Bumping an old thread as I have the same issue on an Argon and OS 3.3.0. It is a project in development, so the code is a bit messy at the moment in order to publish.

It seems to be the same thing, only rather than go out of range my peripherals are intentionally disconnecting themselves prior to going into deep sleep. It only sometimes happens, and the peripherals are two Xenons (not mesh connected) a few cm away. The failure seems to be at some point towards the end of the ‘onDataReceived’ callback.

The callback function checks to see if the message contains telemetry, does a couple of other things and then does a Particle.publish. I have a nagging feeling that I read somewhere you should not do a publish within a callback function. Can anyone confirm this is the case?

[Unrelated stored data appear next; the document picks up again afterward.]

//! `tracing` subscriber setup.
//!
//! Logs always go to stderr; stdout is reserved for the JSON result.

use tracing_subscriber::EnvFilter;

/// Environment variable that overrides the level derived from `-v` flags.
pub const LOG_ENV: &str = "VSR_LOG";

#[derive(Debug, Clone, Copy, Default, PartialEq, Eq)]
pub enum LogFormat {
    #[default]
    Text,
    Json,
}

/// Default filter directive for a `-v` count.
pub fn level_for(verbosity: u8) -> &'static str {
    match verbosity {
        0 => "warn",
        1 => "info",
        2 => "debug",
        _ => "trace",
    }
}

fn filter(verbosity: u8) -> EnvFilter {
    EnvFilter::try_from_env(LOG_ENV).unwrap_or_else(|_| EnvFilter::new(level_for(verbosity)))
}

/// Install the global subscriber. Safe to call more than once; later calls
/// are ignored.
pub fn init(verbosity: u8, format: LogFormat) {
    let builder = tracing_subscriber::fmt()
        .with_env_filter(filter(verbosity))
        .with_writer(std::io::stderr)
        .with_target(false);

    let result = match format {
        LogFormat::Text => builder.try_init(),
        LogFormat::Json => builder.json().try_init(),
    };
    if let Err(e) = result {
        tracing::debug!("logging already initialised: {e}");
    }
}
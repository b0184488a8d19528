//! Field-level comparison between live and desired state.

use std::fmt::Display;

/// One field whose live value differs from the desired one.
#[derive(Debug, Clone, PartialEq, Eq)]
pub struct FieldChange {
    pub field: &'static str,
    pub current: String,
    pub desired: String,
}

/// Accumulates the differing fields of one entity.
#[derive(Debug, Clone, Default, PartialEq, Eq)]
pub struct Changes {
    fields: Vec<FieldChange>,
}

impl Changes {
    pub fn new() -> Self {
        Self::default()
    }

    /// Compare one field and record it if it differs.
    pub fn field<T: PartialEq + Display + ?Sized>(mut self, name: &'static str, current: &T, desired: &T) -> Self {
        if current != desired {
            self.fields.push(FieldChange {
                field: name,
                current: current.to_string(),
                desired: desired.to_string(),
            });
        }
        self
    }

    pub fn is_empty(&self) -> bool {
        self.fields.is_empty()
    }

    pub fn fields(&self) -> &[FieldChange] {
        &self.fields
    }

    /// `a: x -> y, b: u -> v` for logs.
    pub fn summary(&self) -> String {
        self.fields
            .iter()
            .map(|c| format!("{}: {} -> {}", c.field, c.current, c.desired))
            .collect::<Vec<_>>()
            .join(", ")
    }
}

#[cfg(test)]
mod tests {
    use super::*;

    #[test]
    fn records_only_differing_fields() {
        let c = Changes::new()
            .field("a", "x", "x")
            .field("b", "1", "2");
        assert_eq!(c.fields().len(), 1);
        assert_eq!(c.summary(), "b: 1 -> 2");
    }

    #[test]
    fn identical_values_yield_no_changes() {
        assert!(Changes::new().field("n", &3, &3).is_empty());
    }
}
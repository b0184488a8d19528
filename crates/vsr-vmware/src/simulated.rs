//! In-memory directory for tests and dry demos.
//!
//! `SimulatedDirectory` implements every Directory Client trait against a
//! small inventory held behind a tokio `Mutex`. Faults can be injected per
//! host or for the tagging service, and every call is recorded so tests can
//! assert on exactly what was issued.

use crate::directory::{HostDirectory, HostMutator, TagDirectory, TagMutator};
use crate::error::{VmwareError, VmwareResult};
use crate::types::*;
use tokio::sync::Mutex;

// ━━━━━━━━━━━━━━━━━━━━━━━━━━━━━━━━━━━━━━━━━━━━━━━━━━━━━━━━━━━━━━━━━━
//  Call log
// ━━━━━━━━━━━━━━━━━━━━━━━━━━━━━━━━━━━━━━━━━━━━━━━━━━━━━━━━━━━━━━━━━━

/// One recorded call against the directory.
#[derive(Debug, Clone, PartialEq, Eq)]
pub enum DirectoryCall {
    HostsInCluster(String),
    HostsByName(Vec<String>),
    GraphicsConfig(String),
    UpdateGraphicsConfig { host: String, config: GraphicsConfig },
    RestartService { host: String, service_id: String },
    ListTags,
    ListCategories,
    CreateTag(TagCreateSpec),
    UpdateTag { tag_id: String, spec: TagUpdateSpec },
    DeleteTag(String),
}

impl DirectoryCall {
    pub fn is_mutation(&self) -> bool {
        matches!(
            self,
            Self::UpdateGraphicsConfig { .. }
                | Self::RestartService { .. }
                | Self::CreateTag(_)
                | Self::UpdateTag { .. }
                | Self::DeleteTag(_)
        )
    }
}

// ━━━━━━━━━━━━━━━━━━━━━━━━━━━━━━━━━━━━━━━━━━━━━━━━━━━━━━━━━━━━━━━━━━
//  State
// ━━━━━━━━━━━━━━━━━━━━━━━━━━━━━━━━━━━━━━━━━━━━━━━━━━━━━━━━━━━━━━━━━━

struct SimHost {
    host: ManagedHost,
    config: GraphicsConfig,
    update_fault: Option<VmwareError>,
    restart_fault: Option<VmwareError>,
}

#[derive(Default)]
struct SimState {
    hosts: Vec<SimHost>,
    clusters: Vec<(String, Vec<String>)>,
    tags: Vec<TagInfo>,
    categories: Vec<CategoryInfo>,
    next_tag: u64,
    created_tag_id: Option<String>,
    tag_fault: Option<VmwareError>,
    calls: Vec<DirectoryCall>,
}

impl SimState {
    fn host(&self, name: &str) -> VmwareResult<&SimHost> {
        self.hosts
            .iter()
            .find(|h| h.host.name == name)
            .ok_or_else(|| VmwareError::not_found(format!("The object 'vim.HostSystem:{name}' has already been deleted or has not been completely created")))
    }

    fn host_mut(&mut self, name: &str) -> VmwareResult<&mut SimHost> {
        self.hosts
            .iter_mut()
            .find(|h| h.host.name == name)
            .ok_or_else(|| VmwareError::not_found(format!("The object 'vim.HostSystem:{name}' has already been deleted or has not been completely created")))
    }

    fn tag_fault(&self) -> VmwareResult<()> {
        match &self.tag_fault {
            Some(e) => Err(e.clone()),
            None => Ok(()),
        }
    }
}

/// In-memory vSphere inventory.
#[derive(Default)]
pub struct SimulatedDirectory {
    state: Mutex<SimState>,
}

impl SimulatedDirectory {
    pub fn new() -> Self {
        Self::default()
    }

    // ── Setup ───────────────────────────────────────────────────────

    /// Add a host with its live graphics configuration.
    pub fn with_host(
        mut self,
        name: impl Into<String>,
        connection_state: HostConnectionState,
        config: GraphicsConfig,
    ) -> Self {
        let state = self.state.get_mut();
        let n = state.hosts.len() + 10;
        state.hosts.push(SimHost {
            host: ManagedHost {
                name: name.into(),
                moref: MoRef::new("HostSystem", format!("host-{n}")),
                connection_state,
                graphics_manager: Some(MoRef::new("HostGraphicsManager", format!("graphicsManager-{n}"))),
                service_system: Some(MoRef::new("HostServiceSystem", format!("serviceSystem-{n}"))),
            },
            config,
            update_fault: None,
            restart_fault: None,
        });
        self
    }

    /// Add a cluster whose members are the named hosts, in this order.
    pub fn with_cluster(mut self, name: impl Into<String>, hosts: &[&str]) -> Self {
        self.state
            .get_mut()
            .clusters
            .push((name.into(), hosts.iter().map(|h| h.to_string()).collect()));
        self
    }

    /// Make `UpdateGraphicsConfig` on this host fail.
    pub fn with_update_fault(mut self, host: &str, fault: VmwareError) -> Self {
        if let Some(h) = self.state.get_mut().hosts.iter_mut().find(|h| h.host.name == host) {
            h.update_fault = Some(fault);
        }
        self
    }

    /// Make `RestartService` on this host fail.
    pub fn with_restart_fault(mut self, host: &str, fault: VmwareError) -> Self {
        if let Some(h) = self.state.get_mut().hosts.iter_mut().find(|h| h.host.name == host) {
            h.restart_fault = Some(fault);
        }
        self
    }

    pub fn with_category(mut self, id: impl Into<String>, name: impl Into<String>) -> Self {
        self.state.get_mut().categories.push(CategoryInfo {
            id: id.into(),
            name: name.into(),
            description: String::new(),
            cardinality: Some("MULTIPLE".into()),
            associable_types: Vec::new(),
            used_by: Vec::new(),
        });
        self
    }

    pub fn with_tag(
        mut self,
        id: impl Into<String>,
        name: impl Into<String>,
        description: impl Into<String>,
        category_id: impl Into<String>,
    ) -> Self {
        self.state.get_mut().tags.push(TagInfo {
            id: id.into(),
            name: name.into(),
            description: description.into(),
            category_id: category_id.into(),
            used_by: Vec::new(),
        });
        self
    }

    /// Force the ID returned by `create_tag` (an empty string simulates a
    /// service that answered without one).
    pub fn with_created_tag_id(mut self, id: impl Into<String>) -> Self {
        self.state.get_mut().created_tag_id = Some(id.into());
        self
    }

    /// Make every mutating tagging call fail.
    pub fn with_tag_fault(mut self, fault: VmwareError) -> Self {
        self.state.get_mut().tag_fault = Some(fault);
        self
    }

    // ── Inspection ──────────────────────────────────────────────────

    /// Every call issued so far, in order.
    pub async fn calls(&self) -> Vec<DirectoryCall> {
        self.state.lock().await.calls.clone()
    }

    /// Only the mutating calls issued so far.
    pub async fn mutations(&self) -> Vec<DirectoryCall> {
        self.state
            .lock()
            .await
            .calls
            .iter()
            .filter(|c| c.is_mutation())
            .cloned()
            .collect()
    }

    /// Current graphics configuration of a host.
    pub async fn host_config(&self, name: &str) -> Option<GraphicsConfig> {
        let state = self.state.lock().await;
        state.hosts.iter().find(|h| h.host.name == name).map(|h| h.config.clone())
    }

    /// Current tags.
    pub async fn tags(&self) -> Vec<TagInfo> {
        self.state.lock().await.tags.clone()
    }
}

// ━━━━━━━━━━━━━━━━━━━━━━━━━━━━━━━━━━━━━━━━━━━━━━━━━━━━━━━━━━━━━━━━━━
//  Trait impls
// ━━━━━━━━━━━━━━━━━━━━━━━━━━━━━━━━━━━━━━━━━━━━━━━━━━━━━━━━━━━━━━━━━━

#[async_trait::async_trait]
impl HostDirectory for SimulatedDirectory {
    async fn hosts_in_cluster(&self, cluster_name: &str) -> VmwareResult<Option<Vec<ManagedHost>>> {
        let mut state = self.state.lock().await;
        state.calls.push(DirectoryCall::HostsInCluster(cluster_name.to_string()));
        let Some((_, members)) = state.clusters.iter().find(|(n, _)| n == cluster_name) else {
            return Ok(None);
        };
        let hosts = members
            .iter()
            .filter_map(|m| state.hosts.iter().find(|h| &h.host.name == m))
            .map(|h| h.host.clone())
            .collect();
        Ok(Some(hosts))
    }

    async fn hosts_by_name(&self, names: &[String]) -> VmwareResult<Vec<ManagedHost>> {
        let mut state = self.state.lock().await;
        state.calls.push(DirectoryCall::HostsByName(names.to_vec()));
        let mut found: Vec<ManagedHost> = Vec::new();
        for name in names {
            if found.iter().any(|h| &h.name == name) {
                continue;
            }
            if let Some(h) = state.hosts.iter().find(|h| &h.host.name == name) {
                found.push(h.host.clone());
            }
        }
        Ok(found)
    }

    async fn graphics_config(&self, host: &ManagedHost) -> VmwareResult<GraphicsConfig> {
        let mut state = self.state.lock().await;
        state.calls.push(DirectoryCall::GraphicsConfig(host.name.clone()));
        Ok(state.host(&host.name)?.config.clone())
    }
}

#[async_trait::async_trait]
impl HostMutator for SimulatedDirectory {
    async fn update_graphics_config(&self, host: &ManagedHost, config: &GraphicsConfig) -> VmwareResult<()> {
        let mut state = self.state.lock().await;
        state.calls.push(DirectoryCall::UpdateGraphicsConfig {
            host: host.name.clone(),
            config: config.clone(),
        });
        let sim = state.host_mut(&host.name)?;
        if let Some(fault) = &sim.update_fault {
            return Err(fault.clone());
        }
        sim.config = config.clone();
        Ok(())
    }

    async fn restart_service(&self, host: &ManagedHost, service_id: &str) -> VmwareResult<()> {
        let mut state = self.state.lock().await;
        state.calls.push(DirectoryCall::RestartService {
            host: host.name.clone(),
            service_id: service_id.to_string(),
        });
        match &state.host(&host.name)?.restart_fault {
            Some(fault) => Err(fault.clone()),
            None => Ok(()),
        }
    }
}

#[async_trait::async_trait]
impl TagDirectory for SimulatedDirectory {
    async fn list_tags(&self) -> VmwareResult<Vec<TagInfo>> {
        let mut state = self.state.lock().await;
        state.calls.push(DirectoryCall::ListTags);
        Ok(state.tags.clone())
    }

    async fn list_categories(&self) -> VmwareResult<Vec<CategoryInfo>> {
        let mut state = self.state.lock().await;
        state.calls.push(DirectoryCall::ListCategories);
        Ok(state.categories.clone())
    }
}

#[async_trait::async_trait]
impl TagMutator for SimulatedDirectory {
    async fn create_tag(&self, spec: &TagCreateSpec) -> VmwareResult<String> {
        let mut state = self.state.lock().await;
        state.calls.push(DirectoryCall::CreateTag(spec.clone()));
        state.tag_fault()?;

        if !state.categories.iter().any(|c| c.id == spec.category_id) {
            return Err(VmwareError::api(
                404,
                format!("Category with id {} does not exist.", spec.category_id),
            ));
        }
        if state
            .tags
            .iter()
            .any(|t| t.name == spec.name && t.category_id == spec.category_id)
        {
            return Err(VmwareError::api(
                400,
                format!("Tag with name {} already exists in category {}.", spec.name, spec.category_id),
            ));
        }

        state.next_tag += 1;
        let id = match &state.created_tag_id {
            Some(id) => id.clone(),
            None => format!("urn:vmomi:InventoryServiceTag:sim-{}:GLOBAL", state.next_tag),
        };
        if !id.is_empty() {
            state.tags.push(TagInfo {
                id: id.clone(),
                name: spec.name.clone(),
                description: spec.description.clone(),
                category_id: spec.category_id.clone(),
                used_by: Vec::new(),
            });
        }
        Ok(id)
    }

    async fn update_tag(&self, tag_id: &str, spec: &TagUpdateSpec) -> VmwareResult<()> {
        let mut state = self.state.lock().await;
        state.calls.push(DirectoryCall::UpdateTag {
            tag_id: tag_id.to_string(),
            spec: spec.clone(),
        });
        state.tag_fault()?;
        let tag = state
            .tags
            .iter_mut()
            .find(|t| t.id == tag_id)
            .ok_or_else(|| VmwareError::api(404, format!("Tag with id {tag_id} does not exist.")))?;
        if let Some(d) = &spec.description {
            tag.description = d.clone();
        }
        Ok(())
    }

    async fn delete_tag(&self, tag_id: &str) -> VmwareResult<()> {
        let mut state = self.state.lock().await;
        state.calls.push(DirectoryCall::DeleteTag(tag_id.to_string()));
        state.tag_fault()?;
        let before = state.tags.len();
        state.tags.retain(|t| t.id != tag_id);
        if state.tags.len() == before {
            return Err(VmwareError::api(404, format!("Tag with id {tag_id} does not exist.")));
        }
        Ok(())
    }
}
//! Application-level errors (everything that is not a reconciliation result).

use std::path::PathBuf;

#[derive(Debug, thiserror::Error)]
pub enum AppError {
    /// Bad command line.
    #[error("{0}")]
    Usage(String),

    /// Module arguments failed validation.
    #[error("{0}")]
    Params(String),

    /// Connection settings missing or unreadable.
    #[error("{0}")]
    Config(String),

    #[error("Failed to read {}: {source}", path.display())]
    Io {
        path: PathBuf,
        #[source]
        source: std::io::Error,
    },
}

impl AppError {
    pub fn io(path: impl Into<PathBuf>, source: std::io::Error) -> Self {
        Self::Io { path: path.into(), source }
    }

    /// Process exit status for this error.
    pub fn exit_code(&self) -> i32 {
        match self {
            Self::Usage(_) | Self::Params(_) | Self::Config(_) => 2,
            Self::Io { .. } => 1,
        }
    }
}

#[cfg(test)]
mod tests {
    use super::*;

    #[test]
    fn usage_and_params_exit_with_two() {
        assert_eq!(AppError::Usage("x".into()).exit_code(), 2);
        assert_eq!(AppError::Params("x".into()).exit_code(), 2);
        let io = AppError::io("/nope/args.yaml", std::io::Error::from(std::io::ErrorKind::NotFound));
        assert_eq!(io.exit_code(), 1);
        assert!(io.to_string().starts_with("Failed to read /nope/args.yaml"));
    }
}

From some Log.info statements, it looks like the next BLE scan loop might start executing before the callback has completed. Is this possible if the device is waiting for a publish to complete? Would it be better practice if I maintained a message stack? When BLE UART data comes in, I could set a lock flag, dump the string onto the stack and complete quickly. In the main loop, I could then pop any stack items if the stack was not locked.

If I did that, there is the danger of the main loop locking the stack to pop the top message, the callback being activated then it hanging waiting for the lock. Is there a standard way to deal with locking resources and call back functions?

I found the answer to my own question:

The callback is called from the BLE thread. It has a smaller stack than the normal loop stack, and you should avoid doing any lengthy operations that block from the callback. For example, you should not try to use functions like Particle.publish() and you should not use delay()

I'm guessing that could be one possible cause of the crash.